Quantitative line profile analyses of EB release from polarized neutrophils. Cells were suspended in Hanks' balanced salt solution containing 5 μM HE. Images were collected for 0.1 μsec with an 8-msec delay between each frame. Each frame then was analyzed in a region 1-μm wide extending from the lamellipodium to 15 μm into the extracellular environment. The position of the lamellipodium is indicated by the dashed line. The extracellular environment is to the right hand side of this line. The data are plotted as intensity (gray level) vs. position. The vertical bar indicates 50 gray levels, and the horizontal bar shows a distance of 3 μm.

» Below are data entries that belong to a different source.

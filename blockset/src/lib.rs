//! Coordinates a set of concurrently running blocks wired into a pipeline.
//!
//! Blocks ([`block::IoBlock`]) are connected by bounded byte pipes ([`connector`]), run
//! together by a [`set::BlockSet`] such as [`extract_load::ExtractLoadBlocks`], and stop together:
//! the first failure aborts the whole set, and callers can terminate a running set gracefully or
//! forcefully.

pub mod block;
pub mod concurrency;
pub mod connector;
pub mod error;
pub mod extract_load;
mod macros;
pub mod metrics;
pub mod set;
#[cfg(any(test, feature = "test-utils"))]
pub mod test_utils;

pub use config::shared::BlockSetConfig;
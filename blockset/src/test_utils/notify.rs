use std::time::Duration;
use std::{fmt, sync::Arc};

use tokio::sync::Notify;
use tokio::time::timeout;

/// Default timeout duration for notifications.
///
/// Blocks in tests exchange a few bytes, nothing should take more than a few seconds.
pub const DEFAULT_NOTIFY_TIMEOUT: Duration = Duration::from_secs(10);

/// A wrapper around [`Arc<Notify>`] that panics when a notification does not arrive in time.
#[derive(Clone)]
pub struct TimedNotify {
    notify: Arc<Notify>,
    timeout_duration: Duration,
}

impl TimedNotify {
    pub fn new(notify: Arc<Notify>) -> Self {
        Self::with_timeout(notify, DEFAULT_NOTIFY_TIMEOUT)
    }

    pub fn with_timeout(notify: Arc<Notify>, timeout_duration: Duration) -> Self {
        Self {
            notify,
            timeout_duration,
        }
    }

    /// Waits for a notification.
    ///
    /// # Panics
    ///
    /// Panics if the timeout elapses before the notification is received.
    pub async fn notified(&self) {
        if timeout(self.timeout_duration, self.notify.notified())
            .await
            .is_err()
        {
            panic!(
                "Test notification timed out after {:?}. \
                 Check that the block expected to notify was started.",
                self.timeout_duration
            );
        }
    }

    pub fn inner(&self) -> &Arc<Notify> {
        &self.notify
    }
}

impl Default for TimedNotify {
    fn default() -> Self {
        Self::new(Arc::new(Notify::new()))
    }
}

impl fmt::Debug for TimedNotify {
    fn fmt(&self, f: &mut fmt::Formatter<'_>) -> fmt::Result {
        f.debug_struct("TimedNotify")
            .field("timeout_duration", &self.timeout_duration)
            .finish()
    }
}
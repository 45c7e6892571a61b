//! In-process blocks with scripted behaviour.

use std::sync::{Arc, Mutex};

use tokio::io::{AsyncReadExt, AsyncWriteExt};

use crate::block::{BlockIo, IoBlock, TaskBlock};
use crate::bail;
use crate::error::{BlockSetResult, ErrorKind};
use crate::test_utils::notify::TimedNotify;

const CHUNK_SIZE: usize = 1024;

/// Bytes received by a collecting loader, shared with the test.
#[derive(Debug, Clone, Default)]
pub struct Collected(Arc<Mutex<Vec<u8>>>);

impl Collected {
    pub fn bytes(&self) -> Vec<u8> {
        self.0.lock().unwrap().clone()
    }

    pub fn len(&self) -> usize {
        self.0.lock().unwrap().len()
    }

    pub fn is_empty(&self) -> bool {
        self.len() == 0
    }

    fn extend(&self, bytes: &[u8]) {
        self.0.lock().unwrap().extend_from_slice(bytes);
    }
}

/// Extractor writing `payload` then ending its output.
pub fn emitting_extractor(name: &str, payload: impl Into<Vec<u8>>) -> Box<dyn IoBlock> {
    let payload = payload.into();
    Box::new(TaskBlock::extractor(name, move |io| emit(io, payload)))
}

/// Extractor writing until it is asked to stop, notifying `started` after its first write.
pub fn endless_extractor(name: &str, started: TimedNotify) -> Box<dyn IoBlock> {
    Box::new(TaskBlock::extractor(name, move |io| {
        emit_until_stopped(io, started)
    }))
}

/// Extractor keeping its output open without writing until it is asked to stop.
pub fn stalling_extractor(name: &str) -> Box<dyn IoBlock> {
    Box::new(TaskBlock::extractor(name, stall))
}

/// Transformer copying its input to its output.
pub fn passthrough_transformer(name: &str) -> Box<dyn IoBlock> {
    Box::new(TaskBlock::transformer(name, forward))
}

/// Transformer forwarding `forwarded` bytes and then failing.
pub fn failing_transformer(name: &str, forwarded: usize) -> Box<dyn IoBlock> {
    Box::new(TaskBlock::transformer(name, move |io| {
        forward_then_fail(io, forwarded)
    }))
}

/// Transformer panicking as soon as it runs.
pub fn panicking_transformer(name: &str) -> Box<dyn IoBlock> {
    Box::new(TaskBlock::transformer(name, explode))
}

/// Loader reading its input into a [`Collected`] until end of stream or a stop request.
pub fn collecting_loader(name: &str) -> (Box<dyn IoBlock>, Collected) {
    let collected = Collected::default();
    let block = {
        let collected = collected.clone();
        TaskBlock::loader(name, move |io| collect(io, collected))
    };

    (Box::new(block), collected)
}

/// Loader never reading its input and returning only when asked to stop.
pub fn stalling_loader(name: &str) -> Box<dyn IoBlock> {
    Box::new(TaskBlock::loader(name, stall))
}

/// Loader never reading its input and ignoring stop requests, only an abort ends it.
pub fn stubborn_loader(name: &str) -> Box<dyn IoBlock> {
    Box::new(TaskBlock::loader(name, ignore_stop))
}

async fn emit(mut io: BlockIo, payload: Vec<u8>) -> BlockSetResult<()> {
    if let Some(mut output) = io.take_output() {
        output.write_all(&payload).await?;
        output.shutdown().await?;
    }

    Ok(())
}

async fn emit_until_stopped(mut io: BlockIo, started: TimedNotify) -> BlockSetResult<()> {
    let mut shutdown_rx = io.shutdown_rx();
    let Some(mut output) = io.take_output() else {
        return Ok(());
    };

    let chunk = [b'x'; CHUNK_SIZE];
    let mut notified = false;
    loop {
        tokio::select! {
            biased;

            _ = shutdown_rx.requested() => break,
            written = output.write_all(&chunk) => written?,
        }

        if !notified {
            started.inner().notify_one();
            notified = true;
        }
    }

    output.shutdown().await?;

    Ok(())
}

async fn forward(mut io: BlockIo) -> BlockSetResult<()> {
    let (Some(mut input), Some(mut output)) = (io.take_input(), io.take_output()) else {
        return Ok(());
    };

    tokio::io::copy(&mut input, &mut output).await?;
    output.shutdown().await?;

    Ok(())
}

async fn forward_then_fail(mut io: BlockIo, forwarded: usize) -> BlockSetResult<()> {
    if let (Some(mut input), Some(mut output)) = (io.take_input(), io.take_output()) {
        let mut buf = vec![0; forwarded];
        input.read_exact(&mut buf).await?;
        output.write_all(&buf).await?;
    }

    bail!(
        ErrorKind::Unknown,
        "Injected block failure",
        format!("failed after forwarding {forwarded} bytes")
    );
}

async fn collect(mut io: BlockIo, collected: Collected) -> BlockSetResult<()> {
    let mut shutdown_rx = io.shutdown_rx();
    let Some(mut input) = io.take_input() else {
        return Ok(());
    };

    let mut buf = vec![0; CHUNK_SIZE];
    loop {
        let read = tokio::select! {
            biased;

            _ = shutdown_rx.requested() => break,
            read = input.read(&mut buf) => read?,
        };

        if read == 0 {
            break;
        }

        collected.extend(&buf[..read]);
    }

    Ok(())
}

async fn stall(io: BlockIo) -> BlockSetResult<()> {
    let mut shutdown_rx = io.shutdown_rx();
    shutdown_rx.requested().await;

    Ok(())
}

async fn ignore_stop(_io: BlockIo) -> BlockSetResult<()> {
    futures::future::pending().await
}

async fn explode(_io: BlockIo) -> BlockSetResult<()> {
    panic!("transformer exploded");
}
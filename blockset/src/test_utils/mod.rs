//! Building blocks for block set tests.
//!
//! - [`blocks`] provides in-process blocks with scripted behaviour: emitting, forwarding,
//!   collecting, failing, and ignoring stop requests.
//! - [`notify`] bounds waits on notifications so a broken test fails instead of hanging.

pub mod blocks;
pub mod notify;
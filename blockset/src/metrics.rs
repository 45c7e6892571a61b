//! Metrics definitions for block set monitoring.

/// Label for the name of a block.
pub const BLOCK_NAME_LABEL: &str = "block_name";

/// Label for the name of the block writing into a pipe.
pub const UPSTREAM_BLOCK_LABEL: &str = "upstream_block";

/// Label for the outcome of a block or a run.
pub const OUTCOME_LABEL: &str = "outcome";

/// Counter for finished blocks, labelled by outcome.
pub const BLOCKSET_BLOCK_OUTCOMES_TOTAL: &str = "blockset_block_outcomes_total";

/// Histogram of block set run durations in seconds, labelled by outcome.
pub const BLOCKSET_RUN_DURATION_SECONDS: &str = "blockset_run_duration_seconds";

/// Counter for bytes moved through pipes.
pub const BLOCKSET_PIPE_BYTES_TOTAL: &str = "blockset_pipe_bytes_total";

/// Counter for blocks aborted after not draining within the grace period.
pub const BLOCKSET_GRACE_PERIOD_ESCALATIONS_TOTAL: &str = "blockset_grace_period_escalations_total";
use std::io;
use std::process::{ExitStatus, Stdio};

use futures::FutureExt;
use futures::future::BoxFuture;
use tokio::io::{AsyncBufReadExt, AsyncReadExt, AsyncWriteExt, BufReader};
use tokio::process::{Child, ChildStderr, ChildStdin, ChildStdout, Command};
use tracing::{debug, info};

use crate::block::{BlockIo, IoBlock};
use crate::bail;
use crate::blockset_error;
use crate::concurrency::shutdown::ShutdownRx;
use crate::connector::{PipeReader, PipeWriter};
use crate::error::{BlockSetResult, ErrorKind};

/// Size of the chunks copied from the upstream pipe into the process input.
const STDIN_CHUNK_SIZE: usize = 8 * 1024;

/// A block backed by an external process.
///
/// The process reads its input on stdin and writes its output on stdout, stderr lines are
/// logged. A block without output leaves stdout to the host. A non-zero exit status fails the
/// block, and the output pipe is only closed once the process exited successfully.
///
/// A stop request closes stdin. A process without input is killed instead, which counts as a
/// clean stop. The process is also killed if the block is aborted.
#[derive(Debug)]
pub struct ProcessBlock {
    name: String,
    command: Command,
    consumer: bool,
    producer: bool,
}

impl ProcessBlock {
    pub fn new(name: impl Into<String>, command: Command, consumer: bool, producer: bool) -> Self {
        Self {
            name: name.into(),
            command,
            consumer,
            producer,
        }
    }

    pub fn extractor(name: impl Into<String>, command: Command) -> Self {
        Self::new(name, command, false, true)
    }

    pub fn transformer(name: impl Into<String>, command: Command) -> Self {
        Self::new(name, command, true, true)
    }

    pub fn loader(name: impl Into<String>, command: Command) -> Self {
        Self::new(name, command, true, false)
    }

    async fn run_process(self, io: BlockIo) -> BlockSetResult<()> {
        let ProcessBlock {
            name, mut command, ..
        } = self;
        let (mut input, mut output, shutdown_rx) = io.into_parts();
        let program = command.as_std().get_program().to_string_lossy().into_owned();

        command
            .stdin(if input.is_some() {
                Stdio::piped()
            } else {
                Stdio::null()
            })
            .stdout(if output.is_some() {
                Stdio::piped()
            } else {
                Stdio::inherit()
            })
            .stderr(Stdio::piped())
            .kill_on_drop(true);

        let mut child = command.spawn().map_err(|err| {
            blockset_error!(
                ErrorKind::BlockSpawnFailed,
                "Block process could not be spawned",
                format!("block '{name}' failed to start `{program}`"),
                source: err
            )
        })?;

        info!(pid = child.id(), program = %program, "block process spawned");

        let stdin = child.stdin.take();
        let stdout = child.stdout.take();
        let stderr = child.stderr.take();

        // The exit is awaited next to the output copies, a process may exit while its
        // upstream is still idle.
        let exit = wait_for_exit(&mut child, input.as_mut(), stdin, shutdown_rx);
        let relay = async {
            tokio::try_join!(drain_stdout(stdout, output.as_mut()), log_stderr(stderr))
        };
        let (exit, _) = tokio::try_join!(exit, relay)?;

        // The upstream block only sees its output closed once the exit status is known.
        drop(input);

        match exit {
            ProcessExit::Exited(status) if !status.success() => {
                bail!(
                    ErrorKind::BlockExitStatus,
                    "Block process exited unsuccessfully",
                    format!("block '{name}' running `{program}` exited with {status}")
                );
            }
            ProcessExit::Exited(status) => debug!(%status, "block process exited"),
            ProcessExit::Stopped(status) => {
                debug!(%status, "block process killed after a stop request")
            }
        }

        if let Some(output) = output.as_mut() {
            output.shutdown().await?;
        }

        Ok(())
    }
}

impl IoBlock for ProcessBlock {
    fn name(&self) -> &str {
        &self.name
    }

    fn is_consumer(&self) -> bool {
        self.consumer
    }

    fn is_producer(&self) -> bool {
        self.producer
    }

    fn run(self: Box<Self>, io: BlockIo) -> BoxFuture<'static, BlockSetResult<()>> {
        self.run_process(io).boxed()
    }
}

/// How the process of a block ended.
#[derive(Debug)]
enum ProcessExit {
    Exited(ExitStatus),
    /// Killed after a stop request since it had no input to close.
    Stopped(ExitStatus),
}

/// Waits for the process to exit, feeding it its input meanwhile.
async fn wait_for_exit(
    child: &mut Child,
    input: Option<&mut PipeReader>,
    stdin: Option<ChildStdin>,
    mut shutdown_rx: ShutdownRx,
) -> BlockSetResult<ProcessExit> {
    if let (Some(input), Some(stdin)) = (input, stdin) {
        tokio::select! {
            fed = feed_stdin(input, stdin, shutdown_rx) => fed?,
            status = child.wait() => return Ok(ProcessExit::Exited(status?)),
        }

        return Ok(ProcessExit::Exited(child.wait().await?));
    }

    tokio::select! {
        _ = shutdown_rx.requested() => {}
        status = child.wait() => return Ok(ProcessExit::Exited(status?)),
    }

    debug!("stop requested, killing block process");
    child.start_kill()?;

    Ok(ProcessExit::Stopped(child.wait().await?))
}

/// Copies the upstream pipe into the process stdin until end of stream or a stop request.
///
/// Closing stdin is how the process learns that no more input is coming. A process exiting
/// without reading all of its input is not an error here, its exit status decides.
async fn feed_stdin(
    input: &mut PipeReader,
    mut stdin: ChildStdin,
    mut shutdown_rx: ShutdownRx,
) -> BlockSetResult<()> {
    let mut buf = vec![0; STDIN_CHUNK_SIZE];
    loop {
        let read = tokio::select! {
            biased;

            _ = shutdown_rx.requested() => {
                debug!("stop requested, closing process input");
                break;
            }
            read = input.read(&mut buf) => read?,
        };

        if read == 0 {
            break;
        }

        if let Err(err) = stdin.write_all(&buf[..read]).await {
            if err.kind() == io::ErrorKind::BrokenPipe {
                debug!("process closed its input early");
                break;
            }

            return Err(err.into());
        }
    }

    Ok(())
}

/// Copies the process stdout into the downstream pipe until the process closes it.
async fn drain_stdout(
    stdout: Option<ChildStdout>,
    output: Option<&mut PipeWriter>,
) -> BlockSetResult<()> {
    let (Some(mut stdout), Some(output)) = (stdout, output) else {
        return Ok(());
    };

    let copied = tokio::io::copy(&mut stdout, output).await?;

    debug!(bytes = copied, "process output drained");

    Ok(())
}

async fn log_stderr(stderr: Option<ChildStderr>) -> BlockSetResult<()> {
    let Some(stderr) = stderr else {
        return Ok(());
    };

    let mut lines = BufReader::new(stderr).lines();
    while let Some(line) = lines.next_line().await? {
        info!(target: "blockset::process", "{line}");
    }

    Ok(())
}

#[cfg(all(test, unix))]
mod tests {
    use std::time::Duration;

    use tokio::io::AsyncReadExt;
    use tokio::time::timeout;
    use tokio_util::sync::CancellationToken;

    use super::*;
    use crate::concurrency::shutdown::create_shutdown_channel;
    use crate::connector::PipeConnector;

    fn sh(script: &str) -> Command {
        let mut command = Command::new("sh");
        command.arg("-c").arg(script);
        command
    }

    #[tokio::test]
    async fn process_output_reaches_downstream_pipe() {
        let poison = CancellationToken::new();
        let mut pipe = PipeConnector::new("echo", "test", 1024, &poison);
        let mut reader = pipe.take_reader().unwrap();
        let (_shutdown_tx, shutdown_rx) = create_shutdown_channel();

        let block = Box::new(ProcessBlock::extractor("echo", sh("printf 'a\\nb\\n'")));
        let io = BlockIo::new(None, pipe.take_writer(), shutdown_rx);

        let (result, received) = tokio::join!(block.run(io), async move {
            let mut received = String::new();
            reader.read_to_string(&mut received).await.unwrap();
            received
        });

        result.unwrap();
        assert_eq!(received, "a\nb\n");
    }

    #[tokio::test]
    async fn non_zero_exit_fails_block() {
        let (_shutdown_tx, shutdown_rx) = create_shutdown_channel();
        let block = Box::new(ProcessBlock::new("broken", sh("exit 3"), false, false));

        let err = block
            .run(BlockIo::new(None, None, shutdown_rx))
            .await
            .unwrap_err();

        assert_eq!(err.kind(), ErrorKind::BlockExitStatus);
        assert!(err.detail().unwrap().contains("broken"));
    }

    #[tokio::test]
    async fn missing_program_fails_to_spawn() {
        let (_shutdown_tx, shutdown_rx) = create_shutdown_channel();
        let block = Box::new(ProcessBlock::new(
            "ghost",
            Command::new("/nonexistent/blockset-test-binary"),
            false,
            false,
        ));

        let err = block
            .run(BlockIo::new(None, None, shutdown_rx))
            .await
            .unwrap_err();

        assert_eq!(err.kind(), ErrorKind::BlockSpawnFailed);
    }

    #[tokio::test]
    async fn stop_request_closes_process_input() {
        let poison = CancellationToken::new();
        let mut pipe = PipeConnector::new("test", "cat", 1024, &poison);
        // Keep the writer open so only the stop request can end the input.
        let _writer = pipe.take_writer().unwrap();
        let (shutdown_tx, shutdown_rx) = create_shutdown_channel();

        let block = Box::new(ProcessBlock::loader("cat", sh("cat > /dev/null")));
        let run = tokio::spawn(block.run(BlockIo::new(pipe.take_reader(), None, shutdown_rx)));

        tokio::time::sleep(Duration::from_millis(50)).await;
        shutdown_tx.shutdown();

        tokio::time::timeout(Duration::from_secs(5), run)
            .await
            .expect("process did not exit after its input was closed")
            .unwrap()
            .unwrap();
    }

    #[tokio::test]
    async fn stop_request_kills_process_without_input() {
        let poison = CancellationToken::new();
        let mut pipe = PipeConnector::new("sleeper", "test", 1024, &poison);
        let mut reader = pipe.take_reader().unwrap();
        let (shutdown_tx, shutdown_rx) = create_shutdown_channel();

        let block = Box::new(ProcessBlock::extractor("sleeper", sh("sleep 600")));
        let run = tokio::spawn(block.run(BlockIo::new(None, pipe.take_writer(), shutdown_rx)));

        tokio::time::sleep(Duration::from_millis(50)).await;
        shutdown_tx.shutdown();

        timeout(Duration::from_secs(5), run)
            .await
            .expect("process was not stopped")
            .unwrap()
            .unwrap();

        let mut received = Vec::new();
        reader.read_to_end(&mut received).await.unwrap();
        assert!(received.is_empty());
    }

    #[tokio::test]
    async fn exit_is_noticed_while_upstream_is_idle() {
        let poison = CancellationToken::new();
        let mut pipe = PipeConnector::new("test", "quitter", 1024, &poison);
        let _writer = pipe.take_writer().unwrap();
        let (_shutdown_tx, shutdown_rx) = create_shutdown_channel();

        let block = Box::new(ProcessBlock::loader("quitter", sh("exit 3")));

        let err = timeout(
            Duration::from_secs(5),
            block.run(BlockIo::new(pipe.take_reader(), None, shutdown_rx)),
        )
        .await
        .expect("process exit was not noticed")
        .unwrap_err();

        assert_eq!(err.kind(), ErrorKind::BlockExitStatus);
    }

    #[tokio::test]
    async fn failed_process_leaves_its_output_open() {
        let poison = CancellationToken::new();
        let mut pipe = PipeConnector::new("partial", "test", 1024, &poison);
        let mut reader = pipe.take_reader().unwrap();
        let (_shutdown_tx, shutdown_rx) = create_shutdown_channel();

        let block = Box::new(ProcessBlock::extractor("partial", sh("printf abc; exit 2")));

        let err = block
            .run(BlockIo::new(None, pipe.take_writer(), shutdown_rx))
            .await
            .unwrap_err();
        assert_eq!(err.kind(), ErrorKind::BlockExitStatus);

        let mut received = [0; 3];
        reader.read_exact(&mut received).await.unwrap();
        assert_eq!(&received, b"abc");

        let mut rest = Vec::new();
        let pending = timeout(Duration::from_millis(50), reader.read_to_end(&mut rest)).await;
        assert!(pending.is_err());
    }
}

The time-dependent relaxation of the EB gradient in the extracellular environment is shown.

Figure 4

High-speed microspectrophotometry experiments were performed to evaluate NAD(P)H autofluorescence and ROM production. (A) To evaluate simultaneously probes exhibiting different excitation and emission characteristics, multipass optical elements were used. The excitation filter passed bands near 400 and 530 nm, which were reflected by the dichroic mirror. The dichroic mirror transmitted light in the region of 460 and 585 nm, which were passed by the emission filter. (B) The region of the cell and environment selected for study is indicated. (C) A temporal series of emission spectra from a cell is shown. Spectra were collected for 2 msec with 0.1 msec between spectra. Wavelength (nm) is listed along the abscissa, and intensity (counts) is given at the ordinate. Time is the third dimension of the stack, as shown on the right side. Thus, ROMs are observed near the lamellipodium after NAD(P)H arrival. (D) Emission spectra of an FMLP-activated neutrophil indicate increased ROM production (n = 44).